TASK:
Given the listing that follows, report all lines in which the string "input" occurs.
DATA LISTING Block Start
//! Percentage bar.

use std::sync::atomic::{AtomicBool, AtomicU8, Ordering};
use std::sync::Arc;

use super::WidgetId;

/// A bar showing 0 to 100 percent.
#[derive(Debug)]
pub struct ProgressBar {
    id: WidgetId,
    value: Arc<AtomicU8>,
    dirty: Arc<AtomicBool>,
}

impl ProgressBar {
    pub fn new() -> Self {
        Self {
            id: WidgetId::new(),
            value: Arc::new(AtomicU8::new(0)),
            dirty: Arc::new(AtomicBool::new(false)),
        }
    }

    pub fn id(&self) -> WidgetId {
        self.id
    }

    /// Completed percentage
    pub fn value(&self) -> u8 {
        self.value.load(Ordering::SeqCst)
    }

    /// Set the percentage, clamped to 100
    pub fn set_value(&self, percent: u8) {
        let percent = percent.min(100);
        if self.value.swap(percent, Ordering::SeqCst) != percent {
            self.dirty.store(true, Ordering::SeqCst);
        }
    }

    /// Completed fraction (0.0 to 1.0)
    pub fn fraction(&self) -> f32 {
        f32::from(self.value()) / 100.0
    }

    pub fn is_dirty(&self) -> bool {
        self.dirty.load(Ordering::SeqCst)
    }

    pub fn clear_dirty(&self) {
        self.dirty.store(false, Ordering::SeqCst);
    }
}

impl Clone for ProgressBar {
    fn clone(&self) -> Self {
        Self {
            id: self.id,
            value: Arc::clone(&self.value),
            dirty: Arc::clone(&self.dirty),
        }
    }
}

impl Default for ProgressBar {
    fn default() -> Self {
        Self::new()
    }
}
//! Error types shared across the crate.

use std::any::Any;

use thiserror::Error;

/// Misuse of the bean lifecycle.
///
/// A bean moves `Uninitialized -> Active -> Closed`. Calling
/// [`Bean::init_bean`](crate::bean::Bean::init_bean) out of order is a
/// programmer error and reported through this type rather than ignored.
#[derive(Debug, Clone, PartialEq, Eq, Error)]
pub enum BeanError {
    /// `init_bean` was called on a bean that is already active.
    #[error("bean '{0}' is already initialized")]
    AlreadyInitialized(String),
    /// `init_bean` was called on a bean that has been closed.
    #[error("bean '{0}' has been closed")]
    Closed(String),
}

/// User text that a codec could not turn into a value.
#[derive(Debug, Clone, PartialEq, Eq, Error)]
#[error("cannot parse {input:?} as {expected}")]
pub struct ParseError {
    /// The raw text that was entered.
    pub input: String,
    /// Human readable name of the expected kind of value.
    pub expected: &'static str,
}

impl ParseError {
    /// Create a new parse error.
    pub fn new(input: impl Into<String>, expected: &'static str) -> Self {
        Self {
            input: input.into(),
            expected,
        }
    }
}

/// An invalid constraint declaration on a model.
#[derive(Debug, Error)]
pub enum ConstraintError {
    /// The pattern passed to `matches_pattern` is not a valid regex.
    #[error("invalid pattern: {0}")]
    Pattern(#[from] regex::Error),
}

/// A background task that did not deliver a result.
#[derive(Debug, Error)]
pub enum TaskError {
    /// The task returned an error.
    #[error("task failed: {message}")]
    Failed {
        /// The error's display text.
        message: String,
        /// The error's debug text.
        detail: String,
    },
    /// The task panicked.
    #[error("task panicked: {0}")]
    Panicked(String),
    /// The worker thread could not be started.
    #[error("cannot start worker thread: {0}")]
    Spawn(#[from] std::io::Error),
}

impl TaskError {
    /// Short text for the user.
    pub fn message(&self) -> String {
        match self {
            TaskError::Failed { message, .. } => message.clone(),
            TaskError::Panicked(message) => message.clone(),
            TaskError::Spawn(err) => err.to_string(),
        }
    }

    /// Technical detail, shown on request.
    pub fn detail(&self) -> String {
        match self {
            TaskError::Failed { detail, .. } => detail.clone(),
            TaskError::Panicked(message) => format!("panicked: {message}"),
            TaskError::Spawn(err) => format!("{err:?}"),
        }
    }
}

/// Extract a human-readable message from a panic payload.
///
/// Panics can contain either `&str` or `String` payloads. This function
/// attempts to extract either, falling back to a generic message.
pub fn extract_panic_message(panic: &Box<dyn Any + Send>) -> String {
    if let Some(s) = panic.downcast_ref::<&str>() {
        (*s).to_string()
    } else if let Some(s) = panic.downcast_ref::<String>() {
        s.clone()
    } else {
        "Unknown panic".to_string()
    }
}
DATA LISTING Block End
WRITTEN SOLUTION:
#[error("cannot parse {input:?} as {expected}")]
    pub input: String,
    pub fn new(input: impl Into<String>, expected: &'static str) -> Self {
            input: input.into(),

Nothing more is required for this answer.